Then down the cramped stairs, stinking of sweat, and out the front door into the night, running, all too aware now of the new sound of what would turn out to be the Kalif’s mortars, set up to ring the city. Shells hurtled through the air, poorly aimed and indiscriminate. {We knew them as the Kalif’s because the unique sound had no parallel to H&S weapons. And unlike F&L bombs, they did not become a writhing explosion of fungi and spores. They just smashed into things and sent shards of those things crackling across the space between, then lay inert. Why we feared those mortars more than the weapons of the Houses, I do not know. Perhaps the sheer unfamiliarity of them. We had grown accustomed to our other assailants.}
And that was our night at the opera, which I remember more clearly than all the rest.

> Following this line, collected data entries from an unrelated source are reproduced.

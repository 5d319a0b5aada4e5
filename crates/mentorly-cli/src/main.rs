use std::path::PathBuf;

use anyhow::Result;
use chrono::NaiveDate;
use clap::{Parser, Subcommand};

mod commands;

#[derive(Parser)]
#[command(name = "mentorly")]
#[command(about = "Mentorly CLI - habit streaks, mentor analytics and recommendations", long_about = None)]
struct Cli {
    /// Config file (default: <config dir>/mentorly/config.toml)
    #[arg(long, global = true)]
    config: Option<PathBuf>,

    /// Record directory, overriding `storage.data_dir`
    #[arg(long, global = true)]
    data_dir: Option<PathBuf>,

    /// Id of the user to act as
    #[arg(long, short)]
    user: String,

    #[command(subcommand)]
    command: Commands,
}

#[derive(Subcommand)]
enum Commands {
    /// Current habit streak in days
    Streak {
        /// Day to count back from (default: today)
        #[arg(long)]
        today: Option<NaiveDate>,
    },
    /// Completion percentage for the Monday-Sunday week containing a date
    WeeklyRate {
        #[arg(long)]
        week_of: Option<NaiveDate>,
    },
    /// Rating, volume and feedback keywords for the user as mentor
    MentorStats,
    /// Per-mentee roll-up of the user's mentoring sessions
    Mentees,
    /// Rank mentors against the user's interests
    Recommend {
        /// Only mentors in this category
        #[arg(long)]
        category: Option<String>,
        /// Substring of name, bio, skills or category
        #[arg(long)]
        search: Option<String>,
    },
    /// Flip a habit's completion for a day
    ToggleHabit {
        habit_id: String,
        #[arg(long)]
        date: Option<NaiveDate>,
    },
    /// List notifications
    Notifications {
        /// Mark all of them read before listing
        #[arg(long)]
        mark_read: bool,
    },
    /// Everything the home screen shows
    Dashboard {
        #[arg(long)]
        today: Option<NaiveDate>,
    },
}

#[tokio::main]
async fn main() -> Result<()> {
    let cli = Cli::parse();

    let settings = commands::context::Settings::resolve(cli.config, cli.data_dir)?;
    commands::context::init_tracing(&settings.config.logging.level);
    let store = commands::context::open_store(&settings, &cli.user).await?;

    match cli.command {
        Commands::Streak { today } => commands::report::streak(&store, today).await?,
        Commands::WeeklyRate { week_of } => commands::report::weekly_rate(&store, week_of).await?,
        Commands::MentorStats => commands::report::mentor_stats(&store).await?,
        Commands::Mentees => commands::report::mentees(&store).await?,
        Commands::Recommend { category, search } => {
            commands::report::recommend(&store, category, search).await?
        }
        Commands::ToggleHabit { habit_id, date } => {
            commands::habit::toggle(&store, &habit_id, date).await?
        }
        Commands::Notifications { mark_read } => {
            commands::habit::notifications(&store, mark_read).await?
        }
        Commands::Dashboard { today } => commands::report::dashboard(&store, today).await?,
    }

    Ok(())
}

It had been a strange, strange war long before the opera—two years of watching Ambergris, like some sun-drenched, meat-gorged reptile, make one of its random attempts to molt, to shed its skin, to become something new. All across the city, from the narrow alleys of the ruined Bureaucratic Quarter to the wide bustle of Albumuth Boulevard, we could sense it coming. Odd alliances formed under stark orange skies. The vertical invasion of telephone poles, for example, once a random dotting, had become a concerted march from the docks into the city’s scaly white underbelly. Guns poured in with the telephones, both originating from the Kalif’s empire {although often by way of F&L’s agents, already gathering in the city, fly-thick and as black-swarming}. The guns came in every size and description, most of them oddly bulky and gleaming with the kaleidoscopic reflection of unknown metals. They smelled both new and old at the same time, smelled of far-off places, as if the metal had soaked up the essence of the foundries and factories that had produced them. The guns frightened me. They seemed like an emanation from some future Ambergris, some place that did not yet exist, but soon would.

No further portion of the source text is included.